Pull out every line of the listing below where "pred" appears.

─── Records for the task

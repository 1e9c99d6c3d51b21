//! State of the developer grid overlay: grid mode, opacity, pins and
//! element measurement. Everything here is expressed in grid coordinates.

use crate::point::Point;
use crate::viewport::{GridPoint, Viewport};
use serde::Serialize;
use serde_with::DeserializeFromStr;
use strum::{Display as StrumDisplay, EnumIter, EnumString};

pub const STANDARD_SPACING: f64 = 100.0;
pub const FINE_SPACING: f64 = 50.0;
pub const OPACITY_LEVELS: [f64; 5] = [0.2, 0.4, 0.6, 0.8, 1.0];
pub const DEFAULT_OPACITY: f64 = 0.6;
/// Lines drawn on each side of the center axis, at most.
pub const MAX_LINES_PER_SIDE: i64 = 200;

#[derive(
    Debug,
    Clone,
    Copy,
    PartialEq,
    Eq,
    Default,
    Serialize,
    DeserializeFromStr,
    EnumString,
    EnumIter,
    StrumDisplay,
)]
#[strum(ascii_case_insensitive, serialize_all = "lowercase")]
#[serde(rename_all = "lowercase")]
pub enum GridMode {
    #[default]
    Off,
    Standard,
    Fine,
}

impl GridMode {
    pub fn next(&self) -> Self {
        match self {
            Self::Off => Self::Standard,
            Self::Standard => Self::Fine,
            Self::Fine => Self::Off,
        }
    }

    pub fn spacing(&self) -> Option<f64> {
        match self {
            Self::Off => None,
            Self::Standard => Some(STANDARD_SPACING),
            Self::Fine => Some(FINE_SPACING),
        }
    }

    pub fn is_visible(&self) -> bool {
        *self != Self::Off
    }
}

/// Next opacity level, wrapping around. An opacity that is not one of the
/// levels counts as sitting just before the first one.
pub fn cycle_opacity(current: f64, forward: bool) -> f64 {
    let len = OPACITY_LEVELS.len() as i64;
    let idx = OPACITY_LEVELS
        .iter()
        .position(|o| (o - current).abs() < 0.01)
        .map_or(-1, |i| i as i64);
    let step = if forward { 1 } else { -1 };
    OPACITY_LEVELS[(idx + step + len).rem_euclid(len) as usize]
}

#[derive(Debug, Clone, Copy, PartialEq, Eq)]
pub enum Orientation {
    Vertical,
    Horizontal,
}

#[derive(Debug, Clone, Copy, PartialEq)]
pub struct GridLine {
    pub orientation: Orientation,
    /// Screen x for vertical lines, screen y for horizontal ones.
    pub position: f64,
    /// Grid coordinate the line marks.
    pub value: f64,
    pub is_primary: bool,
    pub is_center: bool,
}

pub fn grid_lines(mode: GridMode, viewport: Viewport) -> Vec<GridLine> {
    let Some(spacing) = mode.spacing() else {
        return Vec::new();
    };
    if !viewport.is_valid() {
        log::debug!("no grid lines for invalid viewport {:?}", viewport);
        return Vec::new();
    }
    let center = viewport.center();
    let primary_every = if mode == GridMode::Fine { 2 } else { 1 };
    let reach = |half: f64| ((half / spacing).ceil() as i64 + 1).min(MAX_LINES_PER_SIDE);

    let (max_x, max_y) = (reach(center.x), reach(center.y));
    let vertical = (-max_x..=max_x).map(|i| GridLine {
        orientation: Orientation::Vertical,
        position: center.x + i as f64 * spacing,
        value: i as f64 * spacing,
        is_primary: i % primary_every == 0,
        is_center: i == 0,
    });
    let horizontal = (-max_y..=max_y).map(|i| GridLine {
        orientation: Orientation::Horizontal,
        position: center.y + i as f64 * spacing,
        // screen y grows downwards
        value: -(i as f64) * spacing,
        is_primary: i % primary_every == 0,
        is_center: i == 0,
    });

    vertical.chain(horizontal).collect()
}

#[derive(Debug, Clone, Copy, PartialEq)]
pub struct Pin {
    pub id: u64,
    pub position: GridPoint,
}

#[derive(Debug, Clone, Copy, PartialEq)]
pub struct Measurement {
    pub dx: f64,
    pub dy: f64,
    pub euclidean: f64,
}

/// Up to two pins and the one currently moved by the arrow keys.
#[derive(Debug, Clone, Default, PartialEq)]
pub struct PinBoard {
    pins: [Option<Pin>; 2],
    active: Option<usize>,
    next_id: u64,
}

impl PinBoard {
    pub fn new() -> Self {
        Self::default()
    }

    pub fn pins(&self) -> &[Option<Pin>; 2] {
        &self.pins
    }

    pub fn active(&self) -> Option<usize> {
        self.active
    }

    pub fn set_active(&mut self, index: Option<usize>) {
        self.active = index.filter(|&i| self.pins.get(i).is_some_and(Option::is_some));
    }

    pub fn count(&self) -> usize {
        self.pins.iter().flatten().count()
    }

    fn new_pin(&mut self, position: GridPoint) -> Pin {
        let pin = Pin {
            id: self.next_id,
            position,
        };
        self.next_id += 1;
        pin
    }

    /// First click drops pin A, second drops pin B, a third starts over.
    pub fn place(&mut self, position: GridPoint) {
        let pin = Some(self.new_pin(position));
        match self.pins {
            [None, _] => self.pins = [pin, None],
            [Some(first), None] => self.pins = [Some(first), pin],
            [Some(_), Some(_)] => self.pins = [pin, None],
        }
        self.active = Some(0);
    }

    pub fn move_active(&mut self, dx: f64, dy: f64) {
        if let Some(pin) = self.active.and_then(|i| self.pins[i].as_mut()) {
            pin.position.x += dx;
            pin.position.y += dy;
        }
    }

    pub fn remove(&mut self, index: usize) {
        if index >= self.pins.len() {
            return;
        }
        self.pins[index] = None;
        // pin B slides into slot A
        if index == 0 && self.pins[1].is_some() {
            self.pins = [self.pins[1], None];
        }
        self.active = match self.active {
            Some(a) if a == index => None,
            Some(1) if index == 0 => Some(0),
            other => other,
        };
    }

    pub fn remove_last(&mut self) {
        if self.pins[1].is_some() {
            self.pins[1] = None;
        } else if self.pins[0].is_some() {
            self.pins[0] = None;
        }
        self.active = match self.active {
            Some(1) => Some(0),
            _ => None,
        };
    }

    pub fn clear(&mut self) {
        self.pins = [None, None];
        self.active = None;
    }

    pub fn measurement(&self) -> Option<Measurement> {
        let [Some(a), Some(b)] = self.pins else {
            return None;
        };
        Some(Measurement {
            dx: (b.position.x - a.position.x).abs(),
            dy: (b.position.y - a.position.y).abs(),
            euclidean: a.position.distance(b.position).round(),
        })
    }

    pub fn describe(&self, index: usize) -> Option<String> {
        self.pins
            .get(index)
            .copied()
            .flatten()
            .map(|pin| pin.position.describe())
    }
}

/// Screen rectangle of an element under inspection.
#[derive(Debug, Clone, Copy, PartialEq)]
pub struct ScreenRect {
    pub left: f64,
    pub top: f64,
    pub width: f64,
    pub height: f64,
}

impl ScreenRect {
    pub fn new(left: f64, top: f64, width: f64, height: f64) -> Self {
        Self {
            left,
            top,
            width,
            height,
        }
    }

    pub fn center(&self) -> Point {
        Point::new(self.left + self.width / 2.0, self.top + self.height / 2.0)
    }
}

#[derive(Debug, Clone, Copy, PartialEq)]
pub struct ElementMeasure {
    pub top_left: GridPoint,
    pub bottom_right: GridPoint,
    pub center: GridPoint,
    pub width: f64,
    pub height: f64,
}

pub fn measure_rect(rect: ScreenRect, viewport: Viewport) -> ElementMeasure {
    ElementMeasure {
        top_left: viewport.screen_to_grid(Point::new(rect.left, rect.top)),
        bottom_right: viewport
            .screen_to_grid(Point::new(rect.left + rect.width, rect.top + rect.height)),
        center: viewport.screen_to_grid(rect.center()),
        width: rect.width,
        height: rect.height,
    }
}

/// Everything the overlay toggles at runtime.
#[derive(Debug, Clone, PartialEq)]
pub struct OverlayState {
    pub mode: GridMode,
    pub opacity: f64,
    pub pointer: GridPoint,
    pub pins: PinBoard,
    pub measuring: bool,
}

impl Default for OverlayState {
    fn default() -> Self {
        Self {
            mode: GridMode::Off,
            opacity: DEFAULT_OPACITY,
            pointer: GridPoint::default(),
            pins: PinBoard::new(),
            measuring: false,
        }
    }
}

impl OverlayState {
    pub fn cycle_mode(&mut self) -> GridMode {
        self.mode = self.mode.next();
        self.mode
    }

    pub fn cycle_opacity(&mut self, forward: bool) -> f64 {
        self.opacity = cycle_opacity(self.opacity, forward);
        self.opacity
    }

    pub fn track_pointer(&mut self, screen: Point, viewport: Viewport) -> GridPoint {
        self.pointer = viewport.screen_to_grid(screen).rounded();
        self.pointer
    }

    pub fn toggle_measuring(&mut self) -> bool {
        self.measuring = !self.measuring;
        self.measuring
    }
}
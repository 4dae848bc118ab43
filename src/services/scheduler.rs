use std::collections::HashMap;
use std::sync::atomic::{AtomicI64, Ordering};
use std::sync::Arc;

use chrono::{DateTime, Duration, Utc};
use parking_lot::{Mutex, RwLock};
use tracing::info;

use crate::error::{AppError, AppResult};
use crate::models::{Amount, FilmId, Show, ShowId, ShowRoomId};
use crate::services::catalog::Catalog;
use crate::store::BookingStore;

/// Schedules shows and guards the one scheduling invariant: no two shows
/// may overlap in time within the same room. The conflict check and the
/// insert run under a per-room lock so concurrent `create_show` calls for
/// one room cannot both pass the check.
pub struct ShowScheduler {
    catalog: Arc<Catalog>,
    store: Arc<dyn BookingStore>,
    shows: RwLock<HashMap<ShowId, Show>>,
    room_locks: Mutex<HashMap<ShowRoomId, Arc<Mutex<()>>>>,
    next_id: AtomicI64,
}

impl ShowScheduler {
    pub fn new(catalog: Arc<Catalog>, store: Arc<dyn BookingStore>) -> Self {
        Self {
            catalog,
            store,
            shows: RwLock::new(HashMap::new()),
            room_locks: Mutex::new(HashMap::new()),
            next_id: AtomicI64::new(1),
        }
    }

    fn room_lock(&self, room_id: ShowRoomId) -> Arc<Mutex<()>> {
        self.room_locks
            .lock()
            .entry(room_id)
            .or_default()
            .clone()
    }

    pub async fn create_show(
        &self,
        film_id: FilmId,
        room_id: ShowRoomId,
        start: DateTime<Utc>,
        per_seat_price: Amount,
    ) -> AppResult<Show> {
        if per_seat_price < 0 {
            return Err(AppError::InvalidRequest(format!(
                "per-seat price must not be negative, got {per_seat_price}"
            )));
        }
        // Both references are mandatory; a show is a film in a room.
        let film = self.catalog.film(film_id)?;
        let room = self.catalog.show_room(room_id)?;
        let end = start + Duration::minutes(film.duration_minutes);

        let show = {
            let lock = self.room_lock(room_id);
            let _room_guard = lock.lock();

            let mut shows = self.shows.write();
            if let Some(existing) = shows
                .values()
                .find(|s| s.show_room_id == room_id && s.overlaps(start, end))
            {
                return Err(AppError::ScheduleConflict {
                    room_id,
                    existing_show_id: existing.id,
                    start: existing.start,
                    end: existing.end,
                });
            }

            let now = Utc::now();
            let show = Show {
                id: self.next_id.fetch_add(1, Ordering::Relaxed),
                film_id,
                show_room_id: room_id,
                start,
                end,
                per_seat_price,
                created_at: now,
                updated_at: now,
            };
            shows.insert(show.id, show.clone());
            show
        };

        // The id has not been handed out yet, so no booking can race this.
        self.store.init_show(show.id, &room.seat_ids).await?;
        info!(
            show_id = show.id,
            film_id, room_id, "show scheduled from {} to {}", show.start, show.end
        );
        Ok(show)
    }

    pub fn show(&self, show_id: ShowId) -> AppResult<Show> {
        self.shows
            .read()
            .get(&show_id)
            .cloned()
            .ok_or(AppError::NotFound {
                resource: "show",
                id: show_id,
            })
    }

    /// Shows ordered by start time, optionally narrowed to one film and/or
    /// a time range (range overlap is half-open, like show intervals).
    pub fn list_shows(
        &self,
        film_id: Option<FilmId>,
        range: Option<(DateTime<Utc>, DateTime<Utc>)>,
    ) -> Vec<Show> {
        let shows = self.shows.read();
        let mut result: Vec<Show> = shows
            .values()
            .filter(|s| film_id.map_or(true, |f| s.film_id == f))
            .filter(|s| range.map_or(true, |(from, to)| s.overlaps(from, to)))
            .cloned()
            .collect();
        result.sort_by_key(|s| s.start);
        result
    }

    /// Deletes a film and cascades: dependent shows are removed and their
    /// bookings cancelled, mirroring the schema's on-delete-cascade rule.
    pub async fn delete_film(&self, film_id: FilmId) -> AppResult<Vec<ShowId>> {
        self.catalog.remove_film(film_id)?;
        let removed = self.remove_shows_where(|s| s.film_id == film_id);
        self.drop_show_state(&removed).await;
        info!(film_id, shows = removed.len(), "film deleted with cascade");
        Ok(removed)
    }

    /// Deletes a show room and cascades like `delete_film`.
    pub async fn delete_show_room(&self, room_id: ShowRoomId) -> AppResult<Vec<ShowId>> {
        self.catalog.remove_show_room(room_id)?;
        let removed = self.remove_shows_where(|s| s.show_room_id == room_id);
        self.drop_show_state(&removed).await;
        info!(room_id, shows = removed.len(), "show room deleted with cascade");
        Ok(removed)
    }

    fn remove_shows_where(&self, pred: impl Fn(&Show) -> bool) -> Vec<ShowId> {
        let mut shows = self.shows.write();
        let ids: Vec<ShowId> = shows
            .values()
            .filter(|&s| pred(s))
            .map(|s| s.id)
            .collect();
        for id in &ids {
            shows.remove(id);
        }
        ids
    }

    async fn drop_show_state(&self, show_ids: &[ShowId]) {
        let now = Utc::now();
        for &show_id in show_ids {
            match self.store.drop_show(show_id, now).await {
                Ok(cancelled) if !cancelled.is_empty() => {
                    info!(show_id, bookings = cancelled.len(), "cancelled bookings of removed show");
                }
                Ok(_) => {}
                Err(err) => {
                    // Seat state already gone; nothing left to release.
                    tracing::warn!(show_id, "no seat state to drop: {err}");
                }
            }
        }
    }
}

──────

» **Your solution**
    fn remove_shows_where(&self, pred: impl Fn(&Show) -> bool) -> Vec<ShowId> {
            .filter(|&s| pred(s))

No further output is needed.